Department of Rheumatology. Hospital Comarcal de l'Alt Penedès-Garraf., Vilafranca del Penedès (Spain), C/ de l'Espirall, s/n, 08720, Vilafranca del Penedès, Spain.
Rheumatology Department, Parc de Salut Mar-IMIM, Barcelona, Spain.
Semin Arthritis Rheum. 2020 Aug;50(4):657-662. doi: 10.1016/j.semarthrit.2020.05.016. Epub 2020 May 30.
To assess the incidence of serious infection (SI) and associated factors in a large juvenile-onset systemic lupus erythematosus (jSLE) retrospective cohort.
All patients in the Spanish Rheumatology Society Lupus Registry (RELESSER) who meet ≥4 ACR-97 SLE criteria and disease onset <18 years old (jSLE), were retrospectively investigated for SI (defined as either the need for hospitalization with antibacterial therapy for a potentially fatal infection or death caused by the infection). Standardized SI rate was calculated per 100 patient years. Patients with and without SI were compared. Bivariate and multivariate logistic and Cox regression models were built to calculate associated factors to SI and relative risks.
A total of 353 jSLE patients were included: 88.7% female, 14.3 years (± 2.9) of age at diagnosis, 16.0 years (± 9.3) of disease duration and 31.5 years (±10.5) at end of follow-up. A total of 104 (29.5%) patients suffered 205 SI (1, 55.8%; 2-5, 38.4%; and ≥6, 5.8%). Incidence rate was 3.7 (95%CI: 3.2-4.2) SI per 100 patient years. Respiratory location and bacterial infections were the most frequent. Higher number of SLE classification criteria, SLICC/ACR DI score and immunosuppressants use were associated to the presence of SI. Associated factors to shorter time to first infection were higher number of SLE criteria, splenectomy and immunosuppressants use.

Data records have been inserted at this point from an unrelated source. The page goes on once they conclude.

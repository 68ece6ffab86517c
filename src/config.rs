//! Configuration for the capture pipeline.
//!
//! Configuration-file loading belongs to the host; this module only defines
//! the typed settings the pipeline consumes.

use std::path::PathBuf;
use std::time::Duration;

/// Buffer sizing and flush cadence.
#[derive(Debug, Clone)]
pub struct BufferConfig {
    /// Number of buffered records that triggers a synchronous flush.
    pub max_records: usize,
    /// Interval between timer-driven flushes.
    pub flush_interval: Duration,
}

impl Default for BufferConfig {
    fn default() -> Self {
        Self {
            max_records: 20,
            flush_interval: Duration::from_secs(30),
        }
    }
}

/// Top-level configuration for an engram pipeline instance.
#[derive(Debug, Clone)]
pub struct EngramConfig {
    /// Path to the `SQLite` database file.
    pub db_path: PathBuf,
    /// Buffer settings.
    pub buffer: BufferConfig,
}

impl Default for EngramConfig {
    fn default() -> Self {
        Self {
            db_path: PathBuf::from("./engram.db"),
            buffer: BufferConfig::default(),
        }
    }
}

#[cfg(test)]
mod tests {
    use super::*;

    #[test]
    fn test_defaults() {
        let config = EngramConfig::default();
        assert_eq!(config.buffer.max_records, 20);
        assert_eq!(config.buffer.flush_interval, Duration::from_secs(30));
        assert_eq!(config.db_path, PathBuf::from("./engram.db"));
    }
}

The risk of SI in jSLE patients is significant and higher than aSLE. It is associated to higher number of SLE criteria, damage accrual, some immunosuppressants and splenectomy.
评估大型青少年发病系统性红斑狼疮(jSLE)回顾性队列中严重感染(SI)的发生率及其相关因素。
对符合≥4 项 ACR-97 系统性红斑狼疮(SLE)标准且发病年龄<18 岁(jSLE)的西班牙风湿病学会狼疮登记处(RELESSER)所有患者进行回顾性调查,以确定 SI(定义为需要住院接受抗菌治疗以治疗潜在致命感染或感染导致的死亡)。按每 100 患者年计算标准化 SI 率。比较有和无 SI 的患者。建立了二变量和多变量逻辑和 Cox 回归模型,以计算与 SI 相关的因素和相对风险。
共纳入 353 例 jSLE 患者:88.7%为女性,诊断时年龄为 14.3 岁(±2.9),疾病持续时间为 16.0 岁(±9.3),随访结束时年龄为 31.5 岁(±10.5)。共有 104 例(29.5%)患者发生 205 次 SI(1 次,55.8%;2-5 次,38.4%;≥6 次,5.8%)。SI 发生率为每 100 患者年 3.7(95%CI:3.2-4.2)。呼吸道部位和细菌感染最常见。SLE 分类标准、SLICC/ACR DI 评分和免疫抑制剂使用的数量与 SI 的存在相关。与首次感染时间较短相关的因素包括 SLE 标准数量、脾切除术和免疫抑制剂使用。
jSLE 患者发生 SI 的风险显著高于 aSLE,与 SLE 标准数量增加、器官损害、某些免疫抑制剂和脾切除术相关。